Document Solutions for PDF
Features / Text Search, Replace and Delete
In This Topic
    Text Search, Replace and Delete
    In This Topic

    Search Text

    DsPdf allows text search in a PDF document to find all occurences of the specified text. The library supports all common find text options including regular expressions, case-sensitive search, etc. It also works across line breaks, so logically connected text that is rendered on different text lines can also be found. You can use FindText method of the GcPdfDocument to search text in a PDF document. This method accepts object of FindTextParams and OutputRange class as parameters to find all the occurrences of the searched string in the loaded document. The FindTextParams class represents the target text to be searched. The class also lets you incorporate other useful search options discussed below:

    Search and Highlight Text

    FindText method returns a list of all occurrences of the searched text. You can iterate through the list and highlight the search results using FillPolygon and DrawPolygon methods of the GcGraphics class.

    Search Text 

    The example below shows how to search and highlight a text string in a PDF document:

    C#
    Copy Code
    public void CreatePDF(Stream stream)
    {
        //load file
        var doc = new GcPdfDocument();
        using var fs = File.OpenRead("TimeSheet.pdf");
        doc.Load(fs);
    
        //define text bounds
        var findText = new FindTextParams("HOURS", true, false);
    
        //find text
        IList<FoundPosition> findTextList = doc.FindText(findText);
    
        //highlight text
        foreach (FoundPosition text in findTextList)
        {
            //get bounds of each occurrence of found text
            var g = doc.Pages[text.PageIndex].Graphics;
            Quadrilateral[] pos = text.Bounds;
    
            //highlight the text
            g.DrawPolygon(pos[0], Color.Yellow, 1);
            g.FillPolygon(pos[0], Color.FromArgb(100, Color.OrangeRed));
        }
    
        //save pdf 
        var newDoc = new GcPdfDocument();
        newDoc.Load(fs);
        doc.Save("FindText.pdf");
    
    }
    

    Case-sensitive Search

    Case sensitivity is also one of the criteria while searching for a text string. Using DsPdf library, you can specify whether the text search should be case sensitive or not. To search for a text with matching case, you can set matchCase parameter of the FindTextParams method to true.

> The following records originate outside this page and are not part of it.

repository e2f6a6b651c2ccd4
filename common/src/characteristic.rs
//! Characteristic identifiers and values exchanged with the protocol layer.
//!
//! Every externally visible field of the Heater Cooler service is addressed by a
//! [`FieldId`]. Per-field rules (value format, writability, whether a change
//! can move the operating state) live in a single lookup table so the read and
//! write paths dispatch through one pair of functions.

use std::{fmt, str::FromStr};

use serde::{Deserialize, Serialize};

use crate::error::AccessoryError;

#[derive(Debug, Clone, Copy, PartialEq, Eq, Hash, Serialize, Deserialize)]
#[serde(rename_all = "camelCase")]
pub enum FieldId {
    Active,
    CurrentTemperature,
    CurrentHeaterCoolerState,
    TargetHeaterCoolerState,
    CoolingThresholdTemperature,
    HeatingThresholdTemperature,
}

pub const ALL_FIELDS: [FieldId; 6] = [
    FieldId::Active,
    FieldId::CurrentTemperature,
    FieldId::CurrentHeaterCoolerState,
    FieldId::TargetHeaterCoolerState,
    FieldId::CoolingThresholdTemperature,
    FieldId::HeatingThresholdTemperature,
];

#[derive(Debug, Clone, Copy, PartialEq, Eq, Serialize)]
#[serde(rename_all = "lowercase")]
pub enum CharacteristicFormat {
    UInt8,
    Float,
}

#[derive(Debug, Clone, Copy, PartialEq, Eq)]
pub struct FieldDescriptor {
    pub format: CharacteristicFormat,
    pub writable: bool,
    /// Writing this field may change the derived operating state.
    pub affects_operating_state: bool,
}

const fn descriptor(
    format: CharacteristicFormat,
    writable: bool,
    affects_operating_state: bool,
) -> FieldDescriptor {
    FieldDescriptor {
        format,
        writable,
        affects_operating_state,
    }
}

impl FieldId {
    pub fn as_str(self) -> &'static str {
        match self {
            Self::Active => "active",
            Self::CurrentTemperature => "currentTemperature",
            Self::CurrentHeaterCoolerState => "currentHeaterCoolerState",
            Self::TargetHeaterCoolerState => "targetHeaterCoolerState",
            Self::CoolingThresholdTemperature => "coolingThresholdTemperature",
            Self::HeatingThresholdTemperature => "heatingThresholdTemperature",
        }
    }

    pub fn descriptor(self) -> FieldDescriptor {
        use CharacteristicFormat::{Float, UInt8};

        match self {
            Self::Active => descriptor(UInt8, true, true),
            Self::CurrentTemperature => descriptor(Float, false, false),
            Self::CurrentHeaterCoolerState => descriptor(UInt8, false, false),
            Self::TargetHeaterCoolerState => descriptor(UInt8, true, true),
            Self::CoolingThresholdTemperature => descriptor(Float, true, true),
            Self::HeatingThresholdTemperature => descriptor(Float, true, true),
        }
    }

    pub fn format(self) -> CharacteristicFormat {
        self.descriptor().format
    }

    pub fn is_writable(self) -> bool {
        self.descriptor().writable
    }
}

impl fmt::Display for FieldId {
    fn fmt(&self, f: &mut fmt::Formatter<'_>) -> fmt::Result {
        f.write_str(self.as_str())
    }
}

impl FromStr for FieldId {
    type Err = AccessoryError;

    fn from_str(value: &str) -> Result<Self, Self::Err> {
        ALL_FIELDS
            .into_iter()
            .find(|field| field.as_str().eq_ignore_ascii_case(value))
            .ok_or_else(|| AccessoryError::InvalidField(value.to_string()))
    }
}

/// A characteristic value in its wire format.
#[derive(Debug, Clone, Copy, PartialEq, Serialize)]
#[serde(untagged)]
pub enum FieldValue {
    UInt8(u8),
    Float(f32),
}

impl FieldValue {
    pub fn format(self) -> CharacteristicFormat {
        match self {
            Self::UInt8(_) => CharacteristicFormat::UInt8,
            Self::Float(_) => CharacteristicFormat::Float,
        }
    }

    pub fn as_u8(self) -> Option<u8> {
        match self {
            Self::UInt8(value) => Some(value),
            Self::Float(_) => None,
        }
    }

    pub fn as_f32(self) -> Option<f32> {
        match self {
            Self::Float(value) => Some(value),
            Self::UInt8(_) => None,
        }
    }

    /// Converts a JSON number into the format expected by `field`.
    pub fn from_json_number(
        field: FieldId,
        number: &serde_json::Number,
    ) -> Result<Self, AccessoryError> {
        match field.format() {
            CharacteristicFormat::UInt8 => number
                .as_u64()
                .and_then(|value| u8::try_from(value).ok())
                .map(Self::UInt8)
                .ok_or_else(|| AccessoryError::validation(field, "expected an integer 0-255")),
            CharacteristicFormat::Float => number
                .as_f64()
                .map(|value| Self::Float(value as f32))
                .ok_or_else(|| AccessoryError::validation(field, "expected a number")),
        }
    }
}

#[cfg(test)]
mod tests {
    use super::*;

    #[test]
    fn parses_field_names_case_insensitively() {
        assert_eq!(
            "coolingThresholdTemperature".parse::<FieldId>(),
            Ok(FieldId::CoolingThresholdTemperature)
        );
        assert_eq!("ACTIVE".parse::<FieldId>(), Ok(FieldId::Active));
        assert_eq!(
            "brightness".parse::<FieldId>(),
            Err(AccessoryError::InvalidField("brightness".to_string()))
        );
    }

    #[test]
    fn derived_fields_are_read_only() {
        assert!(!FieldId::CurrentTemperature.is_writable());
        assert!(!FieldId::CurrentHeaterCoolerState.is_writable());
        assert!(FieldId::Active.is_writable());
        assert!(FieldId::HeatingThresholdTemperature.descriptor().affects_operating_state);
    }

    #[test]
    fn json_numbers_follow_field_format() {
        let integer = serde_json::Number::from(1u8);
        assert_eq!(
            FieldValue::from_json_number(FieldId::TargetHeaterCoolerState, &integer),
            Ok(FieldValue::UInt8(1))
        );
        assert_eq!(
            FieldValue::from_json_number(FieldId::CoolingThresholdTemperature, &integer),
            Ok(FieldValue::Float(1.0))
        );

        let too_large = serde_json::Number::from(300u16);
        assert!(FieldValue::from_json_number(FieldId::Active, &too_large)
            .unwrap_err()
            .is_validation());

        let fraction = serde_json::Number::from_f64(0.5).unwrap();
        assert!(FieldValue::from_json_number(FieldId::Active, &fraction).is_err());
    }
}
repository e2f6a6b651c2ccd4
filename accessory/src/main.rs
mod host;

#[tokio::main]
async fn main() -> anyhow::Result<()> {
    host::run().await
}
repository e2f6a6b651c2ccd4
use serde::{Deserialize, Serialize};

/// Operating state reported through the CurrentHeaterCoolerState characteristic.
#[derive(Debug, Clone, Copy, PartialEq, Eq, Serialize, Deserialize)]
#[serde(rename_all = "SCREAMING_SNAKE_CASE")]
pub enum CurrentHeaterCoolerState {
    Inactive,
    Idle,
    Heating,
    Cooling,
}

impl CurrentHeaterCoolerState {
    pub fn as_str(self) -> &'static str {
        match self {
            Self::Inactive => "INACTIVE",
            Self::Idle => "IDLE",
            Self::Heating => "HEATING",
            Self::Cooling => "COOLING",
        }
    }

    pub fn as_u8(self) -> u8 {
        match self {
            Self::Inactive => 0,
            Self::Idle => 1,
            Self::Heating => 2,
            Self::Cooling => 3,
        }
    }

    pub fn from_u8(value: u8) -> Option<Self> {
        match value {
            0 => Some(Self::Inactive),
            1 => Some(Self::Idle),
            2 => Some(Self::Heating),
            3 => Some(Self::Cooling),
            _ => None,
        }
    }
}

/// Mode requested by a controller through the TargetHeaterCoolerState characteristic.
#[derive(Debug, Clone, Copy, PartialEq, Eq, Serialize, Deserialize)]
#[serde(rename_all = "UPPERCASE")]
pub enum TargetHeaterCoolerState {
    Automatic,
    Heat,
    Cool,
}

impl TargetHeaterCoolerState {
    pub fn as_str(self) -> &'static str {
        match self {
            Self::Automatic => "AUTOMATIC",
            Self::Heat => "HEAT",
            Self::Cool => "COOL",
        }
    }

    pub fn as_u8(self) -> u8 {
        match self {
            Self::Automatic => 0,
            Self::Heat => 1,
            Self::Cool => 2,
        }
    }

    pub fn from_u8(value: u8) -> Option<Self> {
        match value {
            0 => Some(Self::Automatic),
            1 => Some(Self::Heat),
            2 => Some(Self::Cool),
            _ => None,
        }
    }
}

/// State of the accessory server as reported by the protocol layer.
#[derive(Debug, Clone, Copy, PartialEq, Eq, Serialize, Deserialize)]
#[serde(rename_all = "UPPERCASE")]
pub enum ServerState {
    Idle,
    Running,
    Stopping,
}

impl ServerState {
    pub fn as_str(self) -> &'static str {
        match self {
            Self::Idle => "IDLE",
            Self::Running => "RUNNING",
            Self::Stopping => "STOPPING",
        }
    }

    pub fn as_u8(self) -> u8 {
        match self {
            Self::Idle => 0,
            Self::Running => 1,
            Self::Stopping => 2,
        }
    }

    pub fn from_u8(value: u8) -> Option<Self> {
        match value {
            0 => Some(Self::Idle),
            1 => Some(Self::Running),
            2 => Some(Self::Stopping),
            _ => None,
        }
    }
}

pub fn active_as_u8(active: bool) -> u8 {
    u8::from(active)
}

pub fn active_from_u8(value: u8) -> Option<bool> {
    match value {
        0 => Some(false),
        1 => Some(true),
        _ => None,
    }
}
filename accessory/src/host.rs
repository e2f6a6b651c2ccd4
use std::{
    io::ErrorKind,
    net::SocketAddr,
    path::{Path, PathBuf},
    sync::Arc,
};

use anyhow::Context;
use heater_cooler_accessory::{
    notify::ChangeNotifier,
    persistence::FileKeyValueStore,
    server::{router, HttpState},
    HeaterCoolerApp,
};
use heater_cooler_common::{RuntimeConfig, ServerState};
use tokio::{net::TcpListener, sync::broadcast::error::RecvError};
use tracing::{info, warn};

pub async fn run() -> anyhow::Result<()> {
    tracing_subscriber::fmt()
        .with_env_filter(tracing_subscriber::EnvFilter::from_default_env())
        .init();

    let data_dir = std::env::var("HEATER_COOLER_DATA_DIR")
        .map(PathBuf::from)
        .unwrap_or_else(|_| PathBuf::from("./.heater-cooler"));

    let runtime = load_runtime_config(&data_dir.join("config.json"))
        .await
        .unwrap_or_else(|err| {
            warn!("failed to load runtime config: {err:#}");
            RuntimeConfig::default()
        });

    let kv = Arc::new(FileKeyValueStore::new(data_dir.join("kv.json")));
    let mut app =
        HeaterCoolerApp::create(runtime.accessory.clone(), runtime.info.clone(), kv).await;
    app.start();
    spawn_change_log_loop(app.notifier());

    let state = HttpState {
        gateway: app.gateway(),
        status: app.status(),
    };

    let port = std::env::var("HEATER_COOLER_HTTP_PORT")
        .ok()
        .and_then(|value| value.parse::<u16>().ok())
        .unwrap_or(runtime.http_port);
    let addr = SocketAddr::from(([0, 0, 0, 0], port));
    let listener = TcpListener::bind(addr)
        .await
        .with_context(|| format!("failed to bind accessory server at {addr}"))?;

    app.handle_server_state(ServerState::Running);
    info!("{} listening on http://{addr}", runtime.info.name);

    let served = axum::serve(listener, router(state))
        .with_graceful_shutdown(shutdown_signal())
        .await;

    app.handle_server_state(ServerState::Stopping);
    let snapshot = app.release().await;
    info!(
        "accessory released at {:.1} C ({})",
        snapshot.current_temp_c,
        snapshot.current_state.as_str()
    );

    served.context("accessory server failed")?;
    Ok(())
}

async fn load_runtime_config(path: &Path) -> anyhow::Result<RuntimeConfig> {
    match tokio::fs::read(path).await {
        Ok(raw) => Ok(serde_json::from_slice::<RuntimeConfig>(&raw)?),
        Err(err) if err.kind() == ErrorKind::NotFound => Ok(RuntimeConfig::default()),
        Err(err) => Err(err.into()),
    }
}

fn spawn_change_log_loop(notifier: &ChangeNotifier) {
    let mut rx = notifier.subscribe();
    tokio::spawn(async move {
        loop {
            match rx.recv().await {
                Ok(event) => info!("{} changed: {:?}", event.field, event.value),
                Err(RecvError::Lagged(skipped)) => {
                    warn!("change log lagged, skipped {skipped} events");
                }
                Err(RecvError::Closed) => break,
            }
        }
    });
}

async fn shutdown_signal() {
    if let Err(err) = tokio::signal::ctrl_c().await {
        warn!("failed to listen for shutdown signal: {err}");
        std::future::pending::<()>().await;
    }
    info!("shutdown requested");
}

    Case Sensitive Search 

    The example below shows how to search strings having specific case in a PDF document:

    C#
    Copy Code
    //find word “time”, the word “Time” or “TIME” will be ignored
    var findWord = new FindTextParams("time", false, true);
    var findText = doc.FindText(findWord);
    

    Whole Word Search

    DsPdf lets you search for a whole word or you can also search for instances that are subset of a certain word present in the PDF document. To search for a whole word, you can set wholeWord parameter of the FindTextParams method to true.

    whole word search

    The example below shows how to search whole word strings in a PDF document:

    C#
    Copy Code
    //find word “time”, the word “overtime” will be ignored
    var findWord = new FindTextParams("Time", true, false);
    var findText = doc.FindText(findWord);
    

    Regular Expression Search

    Regular expressions are useful when you want to search variable text strings that use common pattern such as date, time, email address, etc. instead of searching a particular text or phrase. To search using regular expressions, you need to pass regular expression as a string parameter to the FindTextParams method and set its regex parameter to true.

    whole word search

    C#
    Copy Code
    //finds all the dates present in PDF document, using regular expressions
    var findWord = new FindTextParams(@"\d+[/-]\w+[/-]\d\d", false, false, 72, 72, false, true);
    var findText = doc.FindText(findWord);
    

    For more information about implementation of text search using DsPdf, see DsPdf sample browser.

    Replace Text

    With DsPdf, you can replace a text in the whole document or its specific page by using ReplaceText method which is available in the GcPdfDocument and Page classes, and on the ITextMap interface. This method accepts the object of FindTextParams class and the new text string along with other parameters to find and replace all occurrences of the target text. It searches the target text and replaces it with the new text along with adjusting the space required to accommodate the replaced text.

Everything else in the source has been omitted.